*** Block opens ***
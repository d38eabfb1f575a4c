use anyhow::{Context, Result, bail};
use clap::{Parser, Subcommand};
use rust_qr_reader::encode::render_png;
use rust_qr_reader::normalizer::normalize;
use rust_qr_reader::tools::{
    FileOutcome, bench_limit_from_env, binary_stats, dataset_iter, dataset_root_from_env,
    decode_files, grayscale_stats, is_binary, smoke_from_env,
};
use rust_qr_reader::{
    AttemptOutcome, DecodePipeline, DecodeResult, PipelineConfig, RqrrDetector, Stage,
};
use std::path::{Path, PathBuf};
use std::process::ExitCode;
use std::time::Instant;
use tracing_subscriber::EnvFilter;

const TROUBLESHOOTING_TIPS: &str = "\
Troubleshooting tips:
  - Ensure the QR code is clearly visible
  - Check that the image is well-lit and focused
  - Try a different image format
  - Make sure the QR code has good contrast";

#[derive(Parser)]
#[command(name = "qrtool", version, about = "Decode and generate QR codes")]
struct Cli {
    /// Enable debug logging
    #[arg(short, long, global = true)]
    verbose: bool,

    #[command(subcommand)]
    command: Command,
}

#[derive(Subcommand)]
enum Command {
    /// Decode the QR code in a single image
    Decode {
        #[arg(long)]
        image: PathBuf,
    },
    /// Show every stage attempt and buffer statistics for an image
    Inspect {
        #[arg(long)]
        image: PathBuf,
    },
    /// Render text as a PNG QR code
    Generate {
        #[arg(long)]
        text: String,
        #[arg(long)]
        out: PathBuf,
    },
    /// Decode every image under a directory in parallel and report the reading rate
    Batch {
        #[arg(long)]
        root: Option<PathBuf>,
        #[arg(long)]
        limit: Option<usize>,
        #[arg(long)]
        smoke: bool,
    },
}

fn main() -> Result<ExitCode> {
    let cli = Cli::parse();
    init_logging(cli.verbose);

    let pipeline = DecodePipeline::with_config(RqrrDetector, PipelineConfig::from_env())
        .context("invalid pipeline configuration")?;

    match cli.command {
        Command::Decode { image } => decode_cmd(&pipeline, &image),
        Command::Inspect { image } => inspect_cmd(&pipeline, &image),
        Command::Generate { text, out } => generate_cmd(&text, &out),
        Command::Batch { root, limit, smoke } => batch_cmd(&pipeline, root, limit, smoke),
    }
}

fn init_logging(verbose: bool) {
    let default_level = if verbose { "debug" } else { "info" };
    let filter =
        EnvFilter::try_from_default_env().unwrap_or_else(|_| EnvFilter::new(default_level));
    let _ = tracing_subscriber::fmt()
        .with_env_filter(filter)
        .with_target(false)
        .try_init();
}

fn read_image(path: &Path) -> Result<Vec<u8>> {
    std::fs::read(path).with_context(|| format!("failed to read {}", path.display()))
}

fn decode_cmd(pipeline: &DecodePipeline, image: &Path) -> Result<ExitCode> {
    let bytes = read_image(image)?;
    let result = pipeline
        .decode(&bytes)
        .with_context(|| format!("{} is not a readable image", image.display()))?;

    match result {
        DecodeResult::Found(payload) => {
            match payload.as_str() {
                Some(text) => println!("{text}"),
                None => println!(
                    "{} (binary, {} bytes)",
                    payload.to_text_lossy(),
                    payload.as_bytes().len()
                ),
            }
            Ok(ExitCode::SUCCESS)
        }
        DecodeResult::NotFound => {
            eprintln!("No QR code found in {}", image.display());
            eprintln!("{TROUBLESHOOTING_TIPS}");
            Ok(ExitCode::FAILURE)
        }
    }
}

fn inspect_cmd(pipeline: &DecodePipeline, image: &Path) -> Result<ExitCode> {
    let bytes = read_image(image)?;
    let buffer = normalize(&bytes, pipeline.config().max_dimension)
        .with_context(|| format!("{} is not a readable image", image.display()))?;

    println!("Image: {} ({}x{})", image.display(), buffer.width(), buffer.height());
    let gray = grayscale_stats(buffer.to_luma().as_raw());
    println!(
        "Grayscale range: {}-{}, average: {}",
        gray.min, gray.max, gray.avg
    );

    for &stage in &pipeline.config().stages {
        match stage.apply(&buffer, pipeline.config()) {
            Ok(out) if is_binary(&out) => {
                let stats = binary_stats(out.as_raw());
                println!(
                    "  {:<20} dark_pixels={} total={} dark_ratio={:.2}%",
                    stage.name(),
                    stats.dark_pixels,
                    stats.total_pixels,
                    stats.dark_ratio * 100.0
                );
            }
            Ok(_) => println!("  {:<20} passthrough", stage.name()),
            Err(err) => println!("  {:<20} transform failed: {err}", stage.name()),
        }
    }

    let report = pipeline.run(&buffer);
    println!("Attempts:");
    for attempt in &report.attempts {
        let outcome = match &attempt.outcome {
            AttemptOutcome::Found => "found".to_string(),
            AttemptOutcome::NotFound => "not found".to_string(),
            AttemptOutcome::Failed(err) => format!("failed ({err})"),
        };
        println!(
            "  {:<20} {} ({:.2?})",
            attempt.stage.name(),
            outcome,
            attempt.elapsed
        );
    }

    match (&report.result, report.winning_stage()) {
        (DecodeResult::Found(payload), Some(stage)) => {
            println!("Decoded by {stage}: {payload}");
            Ok(ExitCode::SUCCESS)
        }
        _ => {
            println!("No QR code found after {} stages", report.attempts.len());
            Ok(ExitCode::FAILURE)
        }
    }
}

fn generate_cmd(text: &str, out: &Path) -> Result<ExitCode> {
    if text.is_empty() {
        bail!("refusing to generate a QR code for empty content");
    }
    let png = render_png(text.as_bytes()).context("failed to render QR code")?;
    std::fs::write(out, png).with_context(|| format!("failed to write {}", out.display()))?;
    println!("Wrote {}", out.display());
    Ok(ExitCode::SUCCESS)
}

fn batch_cmd(
    pipeline: &DecodePipeline,
    root: Option<PathBuf>,
    limit: Option<usize>,
    smoke: bool,
) -> Result<ExitCode> {
    let root = root.unwrap_or_else(dataset_root_from_env);
    let limit = limit.or_else(bench_limit_from_env);
    let smoke = smoke || smoke_from_env();

    if !root.exists() {
        bail!("dataset root not found: {}", root.display());
    }

    let images: Vec<PathBuf> = dataset_iter(&root, limit, smoke).collect();
    if images.is_empty() {
        println!("No images found under {}", root.display());
        return Ok(ExitCode::SUCCESS);
    }

    let start = Instant::now();
    let outcomes = decode_files(pipeline, &images);
    let elapsed = start.elapsed();

    let mut hits = 0usize;
    for (i, (path, outcome)) in images.iter().zip(&outcomes).enumerate() {
        let status = match outcome {
            FileOutcome::Hit(_) => {
                hits += 1;
                "hit".to_string()
            }
            FileOutcome::Miss => "miss".to_string(),
            FileOutcome::LoadFailed(err) => format!("load_failed ({err})"),
        };
        println!("  [{}] {} -> {}", i + 1, path.display(), status);
    }

    let rate = hits as f64 / images.len() as f64 * 100.0;
    println!(
        "Reading rate: {}/{} = {:.2}% ({:.2?} total, stages: {})",
        hits,
        images.len(),
        rate,
        elapsed,
        pipeline
            .config()
            .stages
            .iter()
            .map(Stage::name)
            .collect::<Vec<_>>()
            .join(",")
    );
    Ok(ExitCode::SUCCESS)
}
*** Block closes ***
» **TASK GOAL**
Retype every line of the data above exactly.

» **SOLUTION TO THIS TASK**
repository d38eabfb1f575a4c
use anyhow::{Context, Result, bail};
use clap::{Parser, Subcommand};
use rust_qr_reader::encode::render_png;
use rust_qr_reader::normalizer::normalize;
use rust_qr_reader::tools::{
    FileOutcome, bench_limit_from_env, binary_stats, dataset_iter, dataset_root_from_env,
    decode_files, grayscale_stats, is_binary, smoke_from_env,
};
use rust_qr_reader::{
    AttemptOutcome, DecodePipeline, DecodeResult, PipelineConfig, RqrrDetector, Stage,
};
use std::path::{Path, PathBuf};
use std::process::ExitCode;
use std::time::Instant;
use tracing_subscriber::EnvFilter;

const TROUBLESHOOTING_TIPS: &str = "\
Troubleshooting tips:
  - Ensure the QR code is clearly visible
  - Check that the image is well-lit and focused
  - Try a different image format
  - Make sure the QR code has good contrast";

#[derive(Parser)]
#[command(name = "qrtool", version, about = "Decode and generate QR codes")]
struct Cli {
    /// Enable debug logging
    #[arg(short, long, global = true)]
    verbose: bool,

    #[command(subcommand)]
    command: Command,
}

#[derive(Subcommand)]
enum Command {
    /// Decode the QR code in a single image
    Decode {
        #[arg(long)]
        image: PathBuf,
    },
    /// Show every stage attempt and buffer statistics for an image
    Inspect {
        #[arg(long)]
        image: PathBuf,
    },
    /// Render text as a PNG QR code
    Generate {
        #[arg(long)]
        text: String,
        #[arg(long)]
        out: PathBuf,
    },
    /// Decode every image under a directory in parallel and report the reading rate
    Batch {
        #[arg(long)]
        root: Option<PathBuf>,
        #[arg(long)]
        limit: Option<usize>,
        #[arg(long)]
        smoke: bool,
    },
}

fn main() -> Result<ExitCode> {
    let cli = Cli::parse();
    init_logging(cli.verbose);

    let pipeline = DecodePipeline::with_config(RqrrDetector, PipelineConfig::from_env())
        .context("invalid pipeline configuration")?;

    match cli.command {
        Command::Decode { image } => decode_cmd(&pipeline, &image),
        Command::Inspect { image } => inspect_cmd(&pipeline, &image),
        Command::Generate { text, out } => generate_cmd(&text, &out),
        Command::Batch { root, limit, smoke } => batch_cmd(&pipeline, root, limit, smoke),
    }
}

fn init_logging(verbose: bool) {
    let default_level = if verbose { "debug" } else { "info" };
    let filter =
        EnvFilter::try_from_default_env().unwrap_or_else(|_| EnvFilter::new(default_level));
    let _ = tracing_subscriber::fmt()
        .with_env_filter(filter)
        .with_target(false)
        .try_init();
}

fn read_image(path: &Path) -> Result<Vec<u8>> {
    std::fs::read(path).with_context(|| format!("failed to read {}", path.display()))
}

fn decode_cmd(pipeline: &DecodePipeline, image: &Path) -> Result<ExitCode> {
    let bytes = read_image(image)?;
    let result = pipeline
        .decode(&bytes)
        .with_context(|| format!("{} is not a readable image", image.display()))?;

    match result {
        DecodeResult::Found(payload) => {
            match payload.as_str() {
                Some(text) => println!("{text}"),
                None => println!(
                    "{} (binary, {} bytes)",
                    payload.to_text_lossy(),
                    payload.as_bytes().len()
                ),
            }
            Ok(ExitCode::SUCCESS)
        }
        DecodeResult::NotFound => {
            eprintln!("No QR code found in {}", image.display());
            eprintln!("{TROUBLESHOOTING_TIPS}");
            Ok(ExitCode::FAILURE)
        }
    }
}

fn inspect_cmd(pipeline: &DecodePipeline, image: &Path) -> Result<ExitCode> {
    let bytes = read_image(image)?;
    let buffer = normalize(&bytes, pipeline.config().max_dimension)
        .with_context(|| format!("{} is not a readable image", image.display()))?;

    println!("Image: {} ({}x{})", image.display(), buffer.width(), buffer.height());
    let gray = grayscale_stats(buffer.to_luma().as_raw());
    println!(
        "Grayscale range: {}-{}, average: {}",
        gray.min, gray.max, gray.avg
    );

    for &stage in &pipeline.config().stages {
        match stage.apply(&buffer, pipeline.config()) {
            Ok(out) if is_binary(&out) => {
                let stats = binary_stats(out.as_raw());
                println!(
                    "  {:<20} dark_pixels={} total={} dark_ratio={:.2}%",
                    stage.name(),
                    stats.dark_pixels,
                    stats.total_pixels,
                    stats.dark_ratio * 100.0
                );
            }
            Ok(_) => println!("  {:<20} passthrough", stage.name()),
            Err(err) => println!("  {:<20} transform failed: {err}", stage.name()),
        }
    }

    let report = pipeline.run(&buffer);
    println!("Attempts:");
    for attempt in &report.attempts {
        let outcome = match &attempt.outcome {
            AttemptOutcome::Found => "found".to_string(),
            AttemptOutcome::NotFound => "not found".to_string(),
            AttemptOutcome::Failed(err) => format!("failed ({err})"),
        };
        println!(
            "  {:<20} {} ({:.2?})",
            attempt.stage.name(),
            outcome,
            attempt.elapsed
        );
    }

    match (&report.result, report.winning_stage()) {
        (DecodeResult::Found(payload), Some(stage)) => {
            println!("Decoded by {stage}: {payload}");
            Ok(ExitCode::SUCCESS)
        }
        _ => {
            println!("No QR code found after {} stages", report.attempts.len());
            Ok(ExitCode::FAILURE)
        }
    }
}

fn generate_cmd(text: &str, out: &Path) -> Result<ExitCode> {
    if text.is_empty() {
        bail!("refusing to generate a QR code for empty content");
    }
    let png = render_png(text.as_bytes()).context("failed to render QR code")?;
    std::fs::write(out, png).with_context(|| format!("failed to write {}", out.display()))?;
    println!("Wrote {}", out.display());
    Ok(ExitCode::SUCCESS)
}

fn batch_cmd(
    pipeline: &DecodePipeline,
    root: Option<PathBuf>,
    limit: Option<usize>,
    smoke: bool,
) -> Result<ExitCode> {
    let root = root.unwrap_or_else(dataset_root_from_env);
    let limit = limit.or_else(bench_limit_from_env);
    let smoke = smoke || smoke_from_env();

    if !root.exists() {
        bail!("dataset root not found: {}", root.display());
    }

    let images: Vec<PathBuf> = dataset_iter(&root, limit, smoke).collect();
    if images.is_empty() {
        println!("No images found under {}", root.display());
        return Ok(ExitCode::SUCCESS);
    }

    let start = Instant::now();
    let outcomes = decode_files(pipeline, &images);
    let elapsed = start.elapsed();

    let mut hits = 0usize;
    for (i, (path, outcome)) in images.iter().zip(&outcomes).enumerate() {
        let status = match outcome {
            FileOutcome::Hit(_) => {
                hits += 1;
                "hit".to_string()
            }
            FileOutcome::Miss => "miss".to_string(),
            FileOutcome::LoadFailed(err) => format!("load_failed ({err})"),
        };
        println!("  [{}] {} -> {}", i + 1, path.display(), status);
    }

    let rate = hits as f64 / images.len() as f64 * 100.0;
    println!(
        "Reading rate: {}/{} = {:.2}% ({:.2?} total, stages: {})",
        hits,
        images.len(),
        rate,
        elapsed,
        pipeline
            .config()
            .stages
            .iter()
            .map(Stage::name)
            .collect::<Vec<_>>()
            .join(",")
    );
    Ok(ExitCode::SUCCESS)
}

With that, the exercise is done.